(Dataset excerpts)

▼▼▼

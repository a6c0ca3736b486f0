//! Pipeline orchestration
//!
//! One run is: ingest both feeds, take a landing snapshot, resolve clean
//! prices and the company dimension, assemble facts, and atomically swap
//! the published marts. The raw tables are treated as frozen for the
//! duration of a run; the warehouse lock is the snapshot boundary.

use crate::config::DedupMode;
use crate::db::marts::RunAudit;
use crate::db::Warehouse;
use crate::error::Result;
use crate::services::ingest_service::{IngestService, LoadResult};
use crate::sources::{CompanySource, PriceSource};
use crate::transform::{companies, facts, prices};
use chrono::{DateTime, Utc};
use serde::Serialize;
use tracing::{info, warn};
use uuid::Uuid;

/// Outcome of one mart build.
#[derive(Debug, Clone, Serialize)]
pub struct BuildReport {
    pub clean_rows: usize,
    pub dimension_rows: usize,
    pub dropped_invalid_companies: usize,
    pub duplicate_companies_collapsed: usize,
    pub fact_rows: usize,
    pub orphan_facts: usize,
    pub load_timestamp: DateTime<Utc>,
    pub fact_swapped: bool,
}

/// Outcome of one full pipeline run.
#[derive(Debug, Clone, Serialize)]
pub struct RunReport {
    pub run_id: String,
    pub prices: LoadResult,
    pub companies: LoadResult,
    pub build: BuildReport,
}

/// Pipeline service for mart builds and full runs
pub struct PipelineService;

impl PipelineService {
    /// Rebuild the marts from the current landing state.
    ///
    /// Derived tables are recomputed in full from raw rows on every build;
    /// nothing is merged incrementally. Consumers keep seeing the previous
    /// generation until the final swap commits.
    pub fn build(warehouse: &Warehouse, mode: DedupMode) -> Result<BuildReport> {
        info!("Building marts (dedup engine: {:?})", mode);

        let (clean, dimension_build) = match mode {
            DedupMode::Pushdown => {
                // Group-and-rank runs inside the store; only the surviving
                // rows and the raw company feed cross into memory.
                let (clean, raw_companies) = warehouse.clean_snapshot()?;
                (clean, companies::build(raw_companies))
            }
            DedupMode::InMemory => {
                let snapshot = warehouse.raw_snapshot()?;
                // No data dependency between the two resolutions; join is
                // the barrier the fact assembly waits on.
                let (clean, dimension_build) = rayon::join(
                    || prices::resolve(snapshot.prices),
                    || companies::build(snapshot.companies),
                );
                (clean, dimension_build)
            }
        };

        let clean_rows = clean.len();
        let load_timestamp = Utc::now();
        let fact_rows = facts::assemble(clean, &dimension_build.rows, load_timestamp);
        let orphan_facts = facts::count_orphans(&fact_rows);

        if dimension_build.duplicates_collapsed > 0 {
            warn!(
                "Company feed repeated {} ticker rows; latest update kept",
                dimension_build.duplicates_collapsed
            );
        }

        warehouse.publish(&dimension_build.rows, &fact_rows)?;

        let report = BuildReport {
            clean_rows,
            dimension_rows: dimension_build.rows.len(),
            dropped_invalid_companies: dimension_build.dropped_invalid,
            duplicate_companies_collapsed: dimension_build.duplicates_collapsed,
            fact_rows: fact_rows.len(),
            orphan_facts,
            load_timestamp,
            fact_swapped: true,
        };

        info!(
            "Mart build done: {} clean prices, {} dimension rows, {} facts ({} orphans)",
            report.clean_rows, report.dimension_rows, report.fact_rows, report.orphan_facts
        );

        Ok(report)
    }

    /// Ingest both feeds, rebuild the marts, and record the run.
    pub async fn run(
        warehouse: &Warehouse,
        price_source: &dyn PriceSource,
        company_source: &dyn CompanySource,
        mode: DedupMode,
    ) -> Result<RunReport> {
        let run_id = Uuid::new_v4().to_string();
        let started_at = Utc::now();
        info!("Pipeline run {} starting", run_id);

        let prices = IngestService::ingest_prices(warehouse, price_source).await?;
        let companies = IngestService::ingest_companies(warehouse, company_source).await?;

        let build_result = Self::build(warehouse, mode);
        let finished_at = Utc::now();

        // The audit row is written for failed builds too, with the swap
        // flag cleared, so the run history shows what never published.
        let (fact_rows, orphan_facts, fact_swapped) = match &build_result {
            Ok(build) => (build.fact_rows, build.orphan_facts, true),
            Err(_) => (0, 0, false),
        };
        let audit = RunAudit {
            run_id: run_id.clone(),
            started_at,
            finished_at,
            prices_ingested: prices.accepted,
            prices_rejected: prices.rejected(),
            companies_ingested: companies.accepted,
            companies_rejected: companies.rejected(),
            fact_rows,
            orphan_facts,
            fact_swapped,
        };
        if let Err(e) = warehouse.record_run(&audit) {
            warn!("Failed to record run audit: {}", e);
        }

        let build = build_result?;
        info!("Pipeline run {} complete", run_id);

        Ok(RunReport {
            run_id,
            prices,
            companies,
            build,
        })
    }
}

▲▲▲

= Your assignment =
All of the lines above must be returned exactly.

= Answer area =
repository a6c0ca3736b486f0
//! Pipeline orchestration
//!
//! One run is: ingest both feeds, take a landing snapshot, resolve clean
//! prices and the company dimension, assemble facts, and atomically swap
//! the published marts. The raw tables are treated as frozen for the
//! duration of a run; the warehouse lock is the snapshot boundary.

use crate::config::DedupMode;
use crate::db::marts::RunAudit;
use crate::db::Warehouse;
use crate::error::Result;
use crate::services::ingest_service::{IngestService, LoadResult};
use crate::sources::{CompanySource, PriceSource};
use crate::transform::{companies, facts, prices};
use chrono::{DateTime, Utc};
use serde::Serialize;
use tracing::{info, warn};
use uuid::Uuid;

/// Outcome of one mart build.
#[derive(Debug, Clone, Serialize)]
pub struct BuildReport {
    pub clean_rows: usize,
    pub dimension_rows: usize,
    pub dropped_invalid_companies: usize,
    pub duplicate_companies_collapsed: usize,
    pub fact_rows: usize,
    pub orphan_facts: usize,
    pub load_timestamp: DateTime<Utc>,
    pub fact_swapped: bool,
}

/// Outcome of one full pipeline run.
#[derive(Debug, Clone, Serialize)]
pub struct RunReport {
    pub run_id: String,
    pub prices: LoadResult,
    pub companies: LoadResult,
    pub build: BuildReport,
}

/// Pipeline service for mart builds and full runs
pub struct PipelineService;

impl PipelineService {
    /// Rebuild the marts from the current landing state.
    ///
    /// Derived tables are recomputed in full from raw rows on every build;
    /// nothing is merged incrementally. Consumers keep seeing the previous
    /// generation until the final swap commits.
    pub fn build(warehouse: &Warehouse, mode: DedupMode) -> Result<BuildReport> {
        info!("Building marts (dedup engine: {:?})", mode);

        let (clean, dimension_build) = match mode {
            DedupMode::Pushdown => {
                // Group-and-rank runs inside the store; only the surviving
                // rows and the raw company feed cross into memory.
                let (clean, raw_companies) = warehouse.clean_snapshot()?;
                (clean, companies::build(raw_companies))
            }
            DedupMode::InMemory => {
                let snapshot = warehouse.raw_snapshot()?;
                // No data dependency between the two resolutions; join is
                // the barrier the fact assembly waits on.
                let (clean, dimension_build) = rayon::join(
                    || prices::resolve(snapshot.prices),
                    || companies::build(snapshot.companies),
                );
                (clean, dimension_build)
            }
        };

        let clean_rows = clean.len();
        let load_timestamp = Utc::now();
        let fact_rows = facts::assemble(clean, &dimension_build.rows, load_timestamp);
        let orphan_facts = facts::count_orphans(&fact_rows);

        if dimension_build.duplicates_collapsed > 0 {
            warn!(
                "Company feed repeated {} ticker rows; latest update kept",
                dimension_build.duplicates_collapsed
            );
        }

        warehouse.publish(&dimension_build.rows, &fact_rows)?;

        let report = BuildReport {
            clean_rows,
            dimension_rows: dimension_build.rows.len(),
            dropped_invalid_companies: dimension_build.dropped_invalid,
            duplicate_companies_collapsed: dimension_build.duplicates_collapsed,
            fact_rows: fact_rows.len(),
            orphan_facts,
            load_timestamp,
            fact_swapped: true,
        };

        info!(
            "Mart build done: {} clean prices, {} dimension rows, {} facts ({} orphans)",
            report.clean_rows, report.dimension_rows, report.fact_rows, report.orphan_facts
        );

        Ok(report)
    }

    /// Ingest both feeds, rebuild the marts, and record the run.
    pub async fn run(
        warehouse: &Warehouse,
        price_source: &dyn PriceSource,
        company_source: &dyn CompanySource,
        mode: DedupMode,
    ) -> Result<RunReport> {
        let run_id = Uuid::new_v4().to_string();
        let started_at = Utc::now();
        info!("Pipeline run {} starting", run_id);

        let prices = IngestService::ingest_prices(warehouse, price_source).await?;
        let companies = IngestService::ingest_companies(warehouse, company_source).await?;

        let build_result = Self::build(warehouse, mode);
        let finished_at = Utc::now();

        // The audit row is written for failed builds too, with the swap
        // flag cleared, so the run history shows what never published.
        let (fact_rows, orphan_facts, fact_swapped) = match &build_result {
            Ok(build) => (build.fact_rows, build.orphan_facts, true),
            Err(_) => (0, 0, false),
        };
        let audit = RunAudit {
            run_id: run_id.clone(),
            started_at,
            finished_at,
            prices_ingested: prices.accepted,
            prices_rejected: prices.rejected(),
            companies_ingested: companies.accepted,
            companies_rejected: companies.rejected(),
            fact_rows,
            orphan_facts,
            fact_swapped,
        };
        if let Err(e) = warehouse.record_run(&audit) {
            warn!("Failed to record run audit: {}", e);
        }

        let build = build_result?;
        info!("Pipeline run {} complete", run_id);

        Ok(RunReport {
            run_id,
            prices,
            companies,
            build,
        })
    }
}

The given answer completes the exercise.